Мысли
правитьГлядя на других, кажется ничего нет легче и приятнее, как жить в шумном свете; но для меня это тяжкая служба — иметь множество знакомых, не по выбору сердца, но по разным маловажным причинам; помнить день их рожденья и именин; наблюдать очередь в визитах, поспевать в один день на крестины, на похороны и на свадебный бал! Между тем, как иной мог бы очень весело провести время в огороде своем, под тенью старой липы, или в уединенной хижине, беседуя с любым мудрецом света, или в прогулке по живописным московским окрестностям: учтивость, обязанность таскают его из дома в дом! Что мы там делаем? Сидим по нескольку часов, согнувшись за картами, потом едим, потом опять за карты, а в промежутках должны говорить — не для того, чтоб слушали нас, но для того, чтобы тянуть разговор: «Видел того, тот приехал, там обедал!» Завтра и на будущий год то же. Жизнь ли это? Однако есть люди, которые от юношества до старости ничего больше не делали, и думают, что нечего больше и делать.
В большом свете тотчас заметят худой вкус в нарядах, неловкость в обхождении, грубость чистосердечия; но не скоро узнают простака, если он щеголеват, умеет хорошо представиться, знает свое место за обедом, играет в карты и — пуще всего — танцует и правильно говорит по-французски. Там и трудно и легко попасть в умные люди.
Мы обыкновенно смотрим на ум с блестящей только стороны его; по большей части требуем от него одной остроты, а еще чаще одного велеречия. Мы часто и умного человека почитаем тупым потому только, что он тяжел в разговоре. Таких должно бы кажется узнавать и ценить по их поступкам.
В наши времена нескромно хвалиться своим великодушием, своею службою; напротив того позволено тщеславиться своим поваром, своим цугом, своим покровителем. А какими средствами иной все это нажил? Учтивый гость не спросит его, а до других ему и дела нет.

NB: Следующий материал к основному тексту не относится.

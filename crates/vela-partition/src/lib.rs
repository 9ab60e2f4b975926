//! # vela-partition
//!
//! Parallel in-place array partitioning with user reductions.
//!
//! [`parallel_partition`] rearranges a slice so that every element
//! satisfying a predicate precedes every element that does not, without
//! auxiliary storage, while folding a user reduction over each side
//! (e.g. a bounding-box union per half). Work is fanned out over rayon
//! tasks in three phases: local partition, misplaced-range detection,
//! and a lock-free pairwise swap of the misplaced elements.
//!
//! ```rust
//! use vela_partition::parallel_partition;
//!
//! let mut values = [1u32, 2, 3, 4, 5, 6, 7, 8];
//! let (mid, evens_sum, odds_sum) = parallel_partition::<2, _, _, _, _, _>(
//!     &mut values,
//!     0u64,
//!     &|x| x % 2 == 0,
//!     &|acc, x| *acc += u64::from(*x),
//!     &|acc, other| *acc += other,
//!     None,
//! );
//! assert_eq!(mid, 4);
//! assert!(values[..mid].iter().all(|x| x % 2 == 0));
//! assert_eq!((evens_sum, odds_sum), (20, 16));
//! ```
//!
//! The partition is not stable, and a non-commutative combine makes the
//! reductions depend on the task count; see [`parallel_partition`].

#![warn(missing_docs)]
#![warn(rust_2018_idioms)]

mod parallel;
mod serial;

pub use parallel::{parallel_partition, MAX_TASKS};
pub use serial::serial_partition;
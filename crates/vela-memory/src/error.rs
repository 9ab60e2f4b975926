//! Error types for pool and bump allocation

use std::io;

/// Result type for memory operations
pub type MemoryResult<T> = std::result::Result<T, MemoryError>;

/// Memory operation errors
#[derive(Debug, thiserror::Error)]
pub enum MemoryError {
    /// Request exceeds the largest size a single block can serve.
    ///
    /// Fatal to the caller, non-fatal to the pool: subsequent allocations
    /// keep working.
    #[error("allocation of {requested} bytes exceeds maximum supported size of {max} bytes")]
    AllocationTooLarge {
        /// Requested size in bytes
        requested: usize,
        /// Maximum supported allocation size
        max: usize,
    },

    /// Alignment is not a power of two or exceeds the pool maximum.
    #[error("invalid alignment {align}: must be a power of two no larger than {max}")]
    InvalidAlignment {
        /// Requested alignment
        align: usize,
        /// Maximum supported alignment
        max: usize,
    },

    /// The memory backend failed to provide backing storage.
    #[error("backend failed to provide {requested} bytes")]
    Backend {
        /// Requested size in bytes
        requested: usize,
        /// Underlying OS error
        #[source]
        source: io::Error,
    },
}

impl MemoryError {
    /// Creates a too-large allocation error
    pub fn too_large(requested: usize, max: usize) -> Self {
        Self::AllocationTooLarge { requested, max }
    }

    /// Creates an invalid alignment error
    pub fn invalid_alignment(align: usize, max: usize) -> Self {
        Self::InvalidAlignment { align, max }
    }

    /// Creates a backend failure error
    pub fn backend(requested: usize, source: io::Error) -> Self {
        Self::Backend { requested, source }
    }

    /// Whether the pool remains usable after this error
    pub fn is_recoverable(&self) -> bool {
        matches!(self, Self::AllocationTooLarge { .. } | Self::InvalidAlignment { .. })
    }
}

Дар краснобая или хорошего говоруна не изощряется в больших обществах; там скорее можно потерять его, ибо там никто не любит долго слушать, каждый развлечен или занят собою. Между тем, как я начинаю рассказывать, один, слушая меня, подслушивает в то же время и разговор двух интриганов; другой заглядывается на красавицу, а третий поминутно смотрит на дверь, не вошел ли вельможа, чтоб не стоять к нему спиною.
Русские стихотворцы более всего пишут оды; типографии наши чаще всего печатают оды; публика наша менее всего читает оды! Но как и читать их, когда многие одисты на знают и сами что говорят! Поэзию их в этом только смысле можно назвать исступлением, истинным бредом! — Для кого же они пишут? — Для двора. — А двор читает их? — И подавно нет. — Что ж заставляет кропать одистов? — Надежда получить подарок. — Уже ли все из одного корыстолюбия? — Большая часть; иной же для того, чтобы прослыть умником между слуг своих; чтоб дядька сказал сыну его: батюшка ваш изволит писать и печатать; пишите, сударь, хорошенько азы, так и ваше будут печатать. — Бедные печатальщики! потерянные масло и сажа!
Мысли.
правитьНе верь тому, кто сам недоверчив: он опасается обмана от привычки обманывать других.
Лучше потерять друга излишнего искренностью, нежели унизить себя, говоря неправду ему в угождение.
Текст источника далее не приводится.